Come faceva a saperlo? Oppure, come aveva fatto ad intuirlo? Sapeva – ovviamente lo sapeva – della sua intelligenza smisurata, ma pensava che fosse Sherlock l’unico in grado di intuire cosa pensasse arrivando quasi al limite della lettura nel pensiero.

Moriraty gli sorrise di nuovo. « Chi tace acconsente, presumo » disse.

John era stato improvvisamente catapultato nella situazione di non sapere come comportarsi. Non aveva la minima idea di quale santo protettore o quale addestramento militare gli stava consentendo di mantenere un’apparente calma di fronte all’uomo che aveva reso quattordici mesi della sua vita un vero inferno, ma sapeva solo che quando quei freni inibitori fossero stati sganciati qualcuno lì si sarebbe fatto molto male. Per causa sua. Poi poteva anche finire in galera, non gli importava: ci sarebbe andato soddisfatto di se stesso. Se se ne fosse presentata l’occasione, non poteva promettere che non avrebbe provato ad ucciderlo.

Eppure Moriarty continuava a guardarlo come se da lui si aspettasse qualcosa, e l’agitazione di Sherlock in proposito non favoriva del tutto la calma di cui si era auto-eletto portatore.

Nel silenzio di quegli sguardi – Moriarty che guardava John e Sherlock che guardava Moriarty – John spostò lo sguardo su Sherlock, ancora impossibilitato a capire a quale gioco stesse incoscientemente prendendo parte.

Jim sbuffò. « Ho capito, devo fare tutto io » disse, venendo subito raggiunto dalla voce di Sherlock.

« John, vattene » ripeté, rivolgendosi a John ma guardando fisso James. Ma Watson non si mosse.

Questa volta non gli avrebbe permesso di allontanarlo. Sarebbe rimasto al suo fianco.

« Voglio che tu faccia uno sforzo, Johnny-boy. Uno sforzo mentale » cominciò allora l’uomo, completamente insensibile alle occhiate palesemente omicide con le quali Sherlock sembrava volergli aprire il cervello per poi dissezionarlo pezzo per pezzo.

Moriarty lo ignorò e continuò: « sono pazzamente, ossessivamente in attesa di vedere la tua espressione quando capirai la profonda realtà di ciò che sto per dirti. Quando la farai tua, la lascerai circolare dentro le vene insieme al sangue.
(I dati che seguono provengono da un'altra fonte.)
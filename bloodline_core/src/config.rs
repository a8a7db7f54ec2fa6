//! Configuration file support for Bloodline.
//!
//! Configuration is loaded from `$XDG_CONFIG_HOME/bloodline/config.toml`.

use crate::policy::{FulfillmentPolicy, Policy, RewardThresholds};
use crate::{Error, Result};
use chrono::Duration;
use serde::{Deserialize, Serialize};
use std::path::{Path, PathBuf};

/// Application configuration
#[derive(Clone, Debug, Serialize, Deserialize, Default)]
pub struct Config {
    #[serde(default)]
    pub data: DataConfig,

    #[serde(default)]
    pub policy: PolicyConfig,

    #[serde(default)]
    pub rewards: RewardThresholds,
}

/// Data storage configuration
#[derive(Clone, Debug, Serialize, Deserialize)]
pub struct DataConfig {
    #[serde(default = "default_data_dir")]
    pub data_dir: PathBuf,
}

impl Default for DataConfig {
    fn default() -> Self {
        Self {
            data_dir: default_data_dir(),
        }
    }
}

/// Donation and request rules
#[derive(Clone, Debug, Serialize, Deserialize)]
pub struct PolicyConfig {
    #[serde(default = "default_minimum_interval_days")]
    pub minimum_interval_days: i64,

    #[serde(default = "default_points_per_donation")]
    pub points_per_donation: u64,

    #[serde(default = "default_units_per_donation")]
    pub units_per_donation: u32,

    #[serde(default)]
    pub fulfillment: FulfillmentPolicy,
}

impl Default for PolicyConfig {
    fn default() -> Self {
        Self {
            minimum_interval_days: default_minimum_interval_days(),
            points_per_donation: default_points_per_donation(),
            units_per_donation: default_units_per_donation(),
            fulfillment: FulfillmentPolicy::default(),
        }
    }
}

// Default value functions
fn default_data_dir() -> PathBuf {
    let base = dirs::data_local_dir()
        .or_else(|| dirs::home_dir().map(|home| home.join(".local/share")))
        .unwrap_or_else(|| PathBuf::from("."));
    base.join("bloodline")
}

fn default_minimum_interval_days() -> i64 {
    crate::policy::MINIMUM_INTERVAL_DAYS
}

fn default_points_per_donation() -> u64 {
    crate::policy::POINTS_PER_DONATION
}

fn default_units_per_donation() -> u32 {
    1
}

impl Config {
    /// Load configuration from the standard config path
    pub fn load() -> Result<Self> {
        let config_path = Self::default_config_path();
        if config_path.exists() {
            Self::load_from(&config_path)
        } else {
            tracing::info!(
                "No config file found at {:?}, using defaults",
                config_path
            );
            Ok(Self::default())
        }
    }

    /// Load and validate configuration from a specific path
    pub fn load_from(path: &Path) -> Result<Self> {
        let contents = std::fs::read_to_string(path)?;
        let config: Config = toml::from_str(&contents)?;
        config.validate()?;
        tracing::info!("Loaded config from {:?}", path);
        Ok(config)
    }

    /// Get the default config file path
    pub fn default_config_path() -> PathBuf {
        let base = dirs::config_dir()
            .or_else(|| dirs::home_dir().map(|home| home.join(".config")))
            .unwrap_or_else(|| PathBuf::from("."));
        base.join("bloodline").join("config.toml")
    }

    /// Save the current configuration to the default path
    pub fn save(&self) -> Result<()> {
        let config_path = Self::default_config_path();
        self.save_to(&config_path)
    }

    /// Save the current configuration to a specific path
    pub fn save_to(&self, path: &Path) -> Result<()> {
        if let Some(parent) = path.parent() {
            std::fs::create_dir_all(parent)?;
        }

        let contents = toml::to_string_pretty(self)
            .map_err(|e| Error::Config(format!("Failed to serialize config: {}", e)))?;
        std::fs::write(path, contents)?;
        tracing::info!("Saved config to {:?}", path);
        Ok(())
    }

    pub fn validate(&self) -> Result<()> {
        if self.policy.minimum_interval_days <= 0 {
            return Err(Error::Config(format!(
                "minimum_interval_days must be positive, got {}",
                self.policy.minimum_interval_days
            )));
        }
        if self.policy.points_per_donation == 0 {
            return Err(Error::Config(
                "points_per_donation must be positive".into(),
            ));
        }
        let rewards = &self.rewards;
        if !(rewards.silver <= rewards.gold && rewards.gold <= rewards.platinum) {
            return Err(Error::Config(format!(
                "reward thresholds must be ascending (silver {}, gold {}, platinum {})",
                rewards.silver, rewards.gold, rewards.platinum
            )));
        }
        Ok(())
    }

    /// The policy value handed to the coordinator
    pub fn policy(&self) -> Policy {
        Policy {
            minimum_interval: Duration::days(self.policy.minimum_interval_days),
            points_per_donation: self.policy.points_per_donation,
            units_per_donation: self.policy.units_per_donation,
            fulfillment: self.policy.fulfillment,
            reward_thresholds: self.rewards.clone(),
        }
    }
}

#[cfg(test)]
mod tests {
    use super::*;

    #[test]
    fn test_default_config_matches_default_policy() {
        let config = Config::default();
        assert!(config.data.data_dir.ends_with("bloodline"));
        assert_eq!(config.policy(), Policy::default());
        assert!(config.validate().is_ok());
    }

    #[test]
    fn test_config_roundtrip() {
        let temp_dir = tempfile::tempdir().unwrap();
        let path = temp_dir.path().join("nested/config.toml");

        let mut config = Config::default();
        config.policy.fulfillment = FulfillmentPolicy::AllowDirect;
        config.data.data_dir = temp_dir.path().join("data");
        config.save_to(&path).unwrap();

        let loaded = Config::load_from(&path).unwrap();
        assert_eq!(loaded.policy.fulfillment, FulfillmentPolicy::AllowDirect);
        assert_eq!(loaded.data.data_dir, config.data.data_dir);
    }

    #[test]
    fn test_partial_config() {
        let toml_str = r#"
[policy]
minimum_interval_days = 56
fulfillment = "allow_direct"

[rewards]
gold = 40
"#;
        let config: Config = toml::from_str(toml_str).unwrap();
        assert_eq!(config.policy.minimum_interval_days, 56);
        assert_eq!(config.policy.points_per_donation, 10); // default
        assert_eq!(config.rewards.gold, 40);
        assert_eq!(config.rewards.platinum, 100); // default

        let policy = config.policy();
        assert_eq!(policy.minimum_interval, Duration::days(56));
        assert_eq!(policy.fulfillment, FulfillmentPolicy::AllowDirect);
    }

    #[test]
    fn test_validation_rejects_zero_interval_and_points() {
        let mut config = Config::default();
        config.policy.minimum_interval_days = 0;
        assert!(matches!(config.validate(), Err(Error::Config(_))));

        let mut config = Config::default();
        config.policy.points_per_donation = 0;
        assert!(matches!(config.validate(), Err(Error::Config(_))));
    }

    #[test]
    fn test_load_from_rejects_invalid_file() {
        let temp_dir = tempfile::tempdir().unwrap();
        let path = temp_dir.path().join("config.toml");
        std::fs::write(&path, "[policy]\npoints_per_donation = 0\n").unwrap();
        assert!(matches!(Config::load_from(&path), Err(Error::Config(_))));

        std::fs::write(&path, "[policy\n").unwrap();
        assert!(matches!(Config::load_from(&path), Err(Error::Toml(_))));
    }
}
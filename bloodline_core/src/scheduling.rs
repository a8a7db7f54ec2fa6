//! Scheduling engine: booking and completing donations.
//!
//! A scheduled donation moves `Scheduled → Completed` and never back.
//! Scheduling checks, in order:
//! 1. The donor is registered
//! 2. The requested time is strictly in the future
//! 3. The minimum interval since the last completed donation has passed
//! 4. No other donation is booked for the donor at the same instant
//!
//! Completion records the donation against the donor (last donation time,
//! reward points) and credits the hospital inventory in one step.

use crate::events::{DomainEvent, EventBus};
use crate::inventory::InventoryLedger;
use crate::ledger::Ledger;
use crate::policy::{Clock, Policy};
use crate::locks::retry_rejected;
use crate::registry::DonorRegistry;
use crate::types::{
    DonationHistoryEntry, Donor, HospitalRef, Identity, InventoryRecord, ScheduledDonation, Timestamp,
};
use crate::{Error, Result};
use std::sync::Arc;

pub struct SchedulingEngine {
    ledger: Arc<dyn Ledger>,
    events: Arc<EventBus>,
    clock: Arc<dyn Clock>,
    policy: Policy,
    registry: Arc<DonorRegistry>,
    inventory: Arc<InventoryLedger>,
}

impl SchedulingEngine {
    pub fn new(
        ledger: Arc<dyn Ledger>,
        events: Arc<EventBus>,
        clock: Arc<dyn Clock>,
        policy: Policy,
        registry: Arc<DonorRegistry>,
        inventory: Arc<InventoryLedger>,
    ) -> Self {
        Self {
            ledger,
            events,
            clock,
            policy,
            registry,
            inventory,
        }
    }

    /// Book a donation for `requested_time`
    pub fn schedule_donation(
        &self,
        donor: &Identity,
        hospital: HospitalRef,
        notes: &str,
        requested_time: Timestamp,
    ) -> Result<ScheduledDonation> {
        self.registry.with_donor_lock(donor, || {
            let donation = retry_rejected(|| {
                self.book(donor, hospital.clone(), notes, requested_time)
            })?;
            tracing::info!(
                "Scheduled donation for {} at {} on {}",
                donor,
                donation.hospital,
                requested_time
            );

            self.events.publish(DomainEvent::DonationScheduled {
                donor: donor.clone(),
                hospital: donation.hospital.clone(),
                scheduled_for: requested_time,
            });
            Ok(donation)
        })
    }

    /// Mark the donation booked at `scheduled_time` as done
    ///
    /// Sets the donor's last donation time to the scheduled time (never
    /// moving it backwards), awards the per-donation points and credits the
    /// hospital's inventory for the donor's blood group. Completing twice
    /// fails with [`Error::AlreadyCompleted`] and awards nothing.
    pub fn complete_scheduled_donation(
        &self,
        donor: &Identity,
        scheduled_time: Timestamp,
    ) -> Result<ScheduledDonation> {
        self.registry.with_donor_lock(donor, || {
            let (record, completed, credited) =
                retry_rejected(|| self.record_completion(donor, scheduled_time))?;

            tracing::info!(
                "Completed donation for {} at {} (points now {})",
                donor,
                completed.hospital,
                record.reward_points
            );

            if let Some(inventory) = &credited {
                self.inventory.publish(inventory);
            }
            self.events.publish(DomainEvent::DonationRecorded {
                donor: donor.clone(),
                hospital: completed.hospital.clone(),
                blood_group: record.blood_group,
                scheduled_for: scheduled_time,
            });
            self.events.publish(DomainEvent::RewardPointsUpdated {
                donor: donor.clone(),
                reward_points: record.reward_points,
            });
            Ok(completed)
        })
    }

    /// All bookings for a donor, oldest first
    pub fn scheduled_donations(&self, donor: &Identity) -> Result<Vec<ScheduledDonation>> {
        self.registry.get_donor(donor)?;
        Ok(self.ledger.query_scheduled_donations(donor)?)
    }

    /// Reconciled history, most recent first
    pub fn donation_history(&self, donor: &Identity) -> Result<Vec<DonationHistoryEntry>> {
        let mut history: Vec<DonationHistoryEntry> = self
            .scheduled_donations(donor)?
            .iter()
            .map(DonationHistoryEntry::from)
            .collect();
        history.sort_by(|a, b| b.scheduled_for.cmp(&a.scheduled_for));
        Ok(history)
    }

    /// Run the scheduling checks and commit; caller holds the donor lock
    fn book(
        &self,
        donor: &Identity,
        hospital: HospitalRef,
        notes: &str,
        requested_time: Timestamp,
    ) -> Result<ScheduledDonation> {
        let record = self.registry.get_donor(donor)?;

        let now = self.clock.now();
        if requested_time <= now {
            return Err(Error::InvalidSchedule {
                requested_for: requested_time,
                now,
            });
        }

        if !self
            .policy
            .check_eligibility(record.last_donation_time, requested_time)
        {
            let eligible_from = self
                .policy
                .next_eligible_at(record.last_donation_time)
                .unwrap_or(requested_time);
            tracing::warn!(
                "Donor {} not eligible for {} (eligible from {})",
                donor,
                requested_time,
                eligible_from
            );
            return Err(Error::EligibilityWindowViolation {
                donor: donor.clone(),
                requested_for: requested_time,
                eligible_from,
            });
        }

        if self.find(donor, requested_time)?.is_some() {
            return Err(Error::DuplicateSchedule {
                donor: donor.clone(),
                scheduled_for: requested_time,
            });
        }

        let donation = ScheduledDonation::new(donor.clone(), hospital, requested_time, notes);
        self.ledger
            .commit_scheduled_donation(&donation, record.last_donation_time)?;
        Ok(donation)
    }

    /// Check and commit one completion; caller holds the donor lock
    fn record_completion(
        &self,
        donor: &Identity,
        scheduled_time: Timestamp,
    ) -> Result<(Donor, ScheduledDonation, Option<InventoryRecord>)> {
        let donation = self
            .find(donor, scheduled_time)?
            .ok_or_else(|| Error::ScheduleNotFound {
                donor: donor.clone(),
                scheduled_for: scheduled_time,
            })?;
        if donation.completed {
            return Err(Error::AlreadyCompleted {
                donor: donor.clone(),
                scheduled_for: scheduled_time,
            });
        }

        let mut record = self.registry.get_donor(donor)?;
        let previous_points = record.reward_points;
        record.reward_points = self.policy.accrue(previous_points);
        record.last_donation_time = Some(
            record
                .last_donation_time
                .map_or(scheduled_time, |last| last.max(scheduled_time)),
        );

        let completed = ScheduledDonation {
            completed: true,
            points_earned: self.policy.points_per_donation,
            completed_at: Some(self.clock.now()),
            ..donation
        };

        let credited = self.commit_with_credit(&record, &completed, || {
            self.ledger
                .commit_completion(&record, &completed, previous_points)
        })?;
        Ok((record, completed, credited))
    }

    fn find(&self, donor: &Identity, at: Timestamp) -> Result<Option<ScheduledDonation>> {
        Ok(self
            .ledger
            .query_scheduled_donations(donor)?
            .into_iter()
            .find(|donation| donation.scheduled_for == at))
    }

    /// Credit inventory, then run `commit`; undo the credit if `commit` fails
    fn commit_with_credit<T, E>(
        &self,
        donor: &Donor,
        donation: &ScheduledDonation,
        commit: impl FnOnce() -> std::result::Result<T, E>,
    ) -> Result<Option<InventoryRecord>>
    where
        Error: From<E>,
    {
        let units = i64::from(self.policy.units_per_donation);
        if units == 0 {
            commit()?;
            return Ok(None);
        }

        let blood_group = donor.blood_group;
        let hospital = &donation.hospital;
        self.inventory.with_record_lock(hospital, blood_group, || {
            let credited = self.inventory.apply_delta(hospital, blood_group, units)?;
            if let Err(e) = commit() {
                tracing::warn!(
                    "Completion commit failed for {}, reverting inventory credit",
                    donor.address
                );
                if let Err(undo) =
                    retry_rejected(|| self.inventory.apply_delta(hospital, blood_group, -units))
                {
                    tracing::error!(
                        "Failed to revert {} credit at {}: {}",
                        blood_group,
                        hospital,
                        undo
                    );
                }
                return Err(Error::from(e));
            }
            Ok(Some(credited))
        })
    }
}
Quando capirai che è pura follia e che non puoi farci più niente, ormai sei in trappola, catturato, inutile » disse sibilando, lo sguardo di un serpente, di un falco predatore appostato nel buio.

« John, non ascoltarlo! » sbottò Sherlock.

Moriarty rise quasi di gusto. « È un po’ troppo tardi, non credi Sherlock? Già il fatto che io sia qui dimostra che è troppo tardi. Lo ha già capito, il seme dell’idea è già piantato dentro di lui e lo sta cibando, magari inconsapevolmente, magari senza accorgersene, ma prima o poi fiorirà... e si ingrandirà, e le radici circonderanno il suo cuore mandandolo in frantumi. E io non voglio perdermi lo spettacolo quindi ho deciso di versare la benzina sul fuoco. È giunto il momento che si renda conto di quanto profonda è la tana del Bianconiglio... e del fatto non secondario che di quella tana ne ha quasi toccato il fondo » disse, la voce melliflua e la faccia di uno psicopatico alla continua ricerca di un piacere perverso sempre più grande, sempre più soddisfacente.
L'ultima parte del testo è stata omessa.